Required action: Scan the listing and copy each line where the word "Sync" is present.

Records to process:
★ ★ ★ ★ ★

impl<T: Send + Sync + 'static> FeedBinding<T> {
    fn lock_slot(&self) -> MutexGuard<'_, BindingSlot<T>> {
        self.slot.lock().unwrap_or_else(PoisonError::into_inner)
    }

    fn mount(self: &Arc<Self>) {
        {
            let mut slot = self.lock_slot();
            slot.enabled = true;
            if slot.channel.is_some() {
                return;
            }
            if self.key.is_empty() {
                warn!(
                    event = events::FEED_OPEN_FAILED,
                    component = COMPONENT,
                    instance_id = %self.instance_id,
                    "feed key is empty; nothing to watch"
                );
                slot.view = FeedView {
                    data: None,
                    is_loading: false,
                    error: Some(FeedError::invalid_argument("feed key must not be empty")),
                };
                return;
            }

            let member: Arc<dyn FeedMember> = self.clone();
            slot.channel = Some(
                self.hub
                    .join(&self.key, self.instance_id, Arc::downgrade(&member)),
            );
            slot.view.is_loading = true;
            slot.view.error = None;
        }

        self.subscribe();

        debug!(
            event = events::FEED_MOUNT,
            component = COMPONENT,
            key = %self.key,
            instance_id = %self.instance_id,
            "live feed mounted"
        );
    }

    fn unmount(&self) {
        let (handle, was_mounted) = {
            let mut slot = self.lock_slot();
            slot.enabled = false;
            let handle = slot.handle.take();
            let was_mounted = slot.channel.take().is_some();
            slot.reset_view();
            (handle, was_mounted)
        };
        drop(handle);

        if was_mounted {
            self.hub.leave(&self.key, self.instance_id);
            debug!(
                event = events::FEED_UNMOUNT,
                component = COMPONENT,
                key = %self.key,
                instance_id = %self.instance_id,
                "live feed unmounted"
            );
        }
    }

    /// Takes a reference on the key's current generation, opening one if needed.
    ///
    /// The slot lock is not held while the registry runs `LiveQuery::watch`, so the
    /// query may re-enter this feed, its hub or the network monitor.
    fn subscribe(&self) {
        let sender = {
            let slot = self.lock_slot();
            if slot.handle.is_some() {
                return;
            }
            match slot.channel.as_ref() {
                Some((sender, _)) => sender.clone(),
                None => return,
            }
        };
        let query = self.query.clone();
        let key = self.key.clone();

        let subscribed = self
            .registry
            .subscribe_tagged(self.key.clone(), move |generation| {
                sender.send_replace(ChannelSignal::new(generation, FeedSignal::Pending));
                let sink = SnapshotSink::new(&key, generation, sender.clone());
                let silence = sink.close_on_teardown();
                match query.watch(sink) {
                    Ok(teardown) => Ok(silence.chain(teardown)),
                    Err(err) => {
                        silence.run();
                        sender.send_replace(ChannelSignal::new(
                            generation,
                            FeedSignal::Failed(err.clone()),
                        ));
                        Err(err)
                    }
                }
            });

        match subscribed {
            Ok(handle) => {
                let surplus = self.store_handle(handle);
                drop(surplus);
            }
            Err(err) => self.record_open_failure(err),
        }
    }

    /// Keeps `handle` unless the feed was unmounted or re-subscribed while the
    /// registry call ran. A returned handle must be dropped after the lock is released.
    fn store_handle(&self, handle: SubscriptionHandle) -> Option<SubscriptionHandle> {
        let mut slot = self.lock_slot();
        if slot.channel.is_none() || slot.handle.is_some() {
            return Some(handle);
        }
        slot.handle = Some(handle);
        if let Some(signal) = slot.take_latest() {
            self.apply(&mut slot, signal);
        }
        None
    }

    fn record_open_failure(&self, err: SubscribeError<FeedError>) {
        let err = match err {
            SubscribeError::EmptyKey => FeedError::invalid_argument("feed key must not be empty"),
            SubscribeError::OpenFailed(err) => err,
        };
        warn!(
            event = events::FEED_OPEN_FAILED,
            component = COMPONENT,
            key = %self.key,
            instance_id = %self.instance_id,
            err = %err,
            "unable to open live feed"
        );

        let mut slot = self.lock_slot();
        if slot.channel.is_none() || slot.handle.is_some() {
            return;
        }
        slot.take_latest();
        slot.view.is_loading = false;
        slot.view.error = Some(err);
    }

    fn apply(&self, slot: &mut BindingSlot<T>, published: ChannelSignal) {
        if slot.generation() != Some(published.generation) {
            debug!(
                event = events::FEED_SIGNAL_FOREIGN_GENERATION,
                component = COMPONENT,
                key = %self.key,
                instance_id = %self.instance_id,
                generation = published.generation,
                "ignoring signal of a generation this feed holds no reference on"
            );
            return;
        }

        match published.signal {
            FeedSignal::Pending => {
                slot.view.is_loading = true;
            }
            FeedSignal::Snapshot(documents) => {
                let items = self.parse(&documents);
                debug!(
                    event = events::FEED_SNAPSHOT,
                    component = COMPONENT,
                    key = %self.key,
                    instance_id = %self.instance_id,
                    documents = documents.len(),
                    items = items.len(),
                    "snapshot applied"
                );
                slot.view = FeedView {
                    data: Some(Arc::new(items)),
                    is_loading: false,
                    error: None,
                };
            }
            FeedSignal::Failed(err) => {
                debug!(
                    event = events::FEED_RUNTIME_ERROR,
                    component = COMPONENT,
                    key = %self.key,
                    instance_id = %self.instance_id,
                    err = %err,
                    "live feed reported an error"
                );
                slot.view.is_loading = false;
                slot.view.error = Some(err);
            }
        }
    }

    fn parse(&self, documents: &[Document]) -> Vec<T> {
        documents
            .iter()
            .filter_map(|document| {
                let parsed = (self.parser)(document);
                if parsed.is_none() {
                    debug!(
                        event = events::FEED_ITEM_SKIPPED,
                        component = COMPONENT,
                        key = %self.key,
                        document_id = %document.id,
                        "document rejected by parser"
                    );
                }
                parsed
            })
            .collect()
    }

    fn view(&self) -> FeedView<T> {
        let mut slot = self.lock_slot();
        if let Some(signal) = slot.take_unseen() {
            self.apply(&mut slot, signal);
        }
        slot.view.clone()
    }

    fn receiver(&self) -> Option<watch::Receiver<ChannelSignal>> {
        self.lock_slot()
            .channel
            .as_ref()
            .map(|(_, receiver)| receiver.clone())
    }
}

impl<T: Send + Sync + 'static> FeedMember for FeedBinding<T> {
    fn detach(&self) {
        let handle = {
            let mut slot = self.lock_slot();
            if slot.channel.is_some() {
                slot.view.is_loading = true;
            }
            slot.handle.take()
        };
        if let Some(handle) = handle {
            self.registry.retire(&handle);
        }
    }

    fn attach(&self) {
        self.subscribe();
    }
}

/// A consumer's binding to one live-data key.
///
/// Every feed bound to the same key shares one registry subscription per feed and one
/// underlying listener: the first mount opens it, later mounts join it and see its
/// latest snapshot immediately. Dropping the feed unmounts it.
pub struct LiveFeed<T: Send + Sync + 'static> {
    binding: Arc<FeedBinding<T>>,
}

★ ★ ★ ★ ★

Expected answer:
impl<T: Send + Sync + 'static> FeedBinding<T> {
impl<T: Send + Sync + 'static> FeedMember for FeedBinding<T> {
pub struct LiveFeed<T: Send + Sync + 'static> {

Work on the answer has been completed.